**What you need to do:** Look through the entries for the string "registration" and copy every line where it shows up.

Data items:
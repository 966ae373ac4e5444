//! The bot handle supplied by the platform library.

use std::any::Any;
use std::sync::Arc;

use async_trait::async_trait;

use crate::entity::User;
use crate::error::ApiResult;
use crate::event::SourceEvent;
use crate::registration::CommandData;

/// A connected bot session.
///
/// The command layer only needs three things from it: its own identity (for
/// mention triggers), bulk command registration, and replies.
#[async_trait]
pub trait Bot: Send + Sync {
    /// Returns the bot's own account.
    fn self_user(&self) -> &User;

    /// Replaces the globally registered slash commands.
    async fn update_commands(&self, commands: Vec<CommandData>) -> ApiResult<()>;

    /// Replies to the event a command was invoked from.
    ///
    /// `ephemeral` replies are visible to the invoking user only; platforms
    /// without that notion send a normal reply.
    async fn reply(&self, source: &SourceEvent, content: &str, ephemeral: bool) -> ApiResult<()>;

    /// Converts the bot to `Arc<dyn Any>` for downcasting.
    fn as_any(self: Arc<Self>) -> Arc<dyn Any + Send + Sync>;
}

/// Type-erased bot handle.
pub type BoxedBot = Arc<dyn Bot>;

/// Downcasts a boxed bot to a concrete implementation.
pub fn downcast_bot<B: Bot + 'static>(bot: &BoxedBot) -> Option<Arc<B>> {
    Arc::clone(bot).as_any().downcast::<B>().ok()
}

**Response to the task:**
use crate::registration::CommandData;
/// mention triggers), bulk command registration, and replies.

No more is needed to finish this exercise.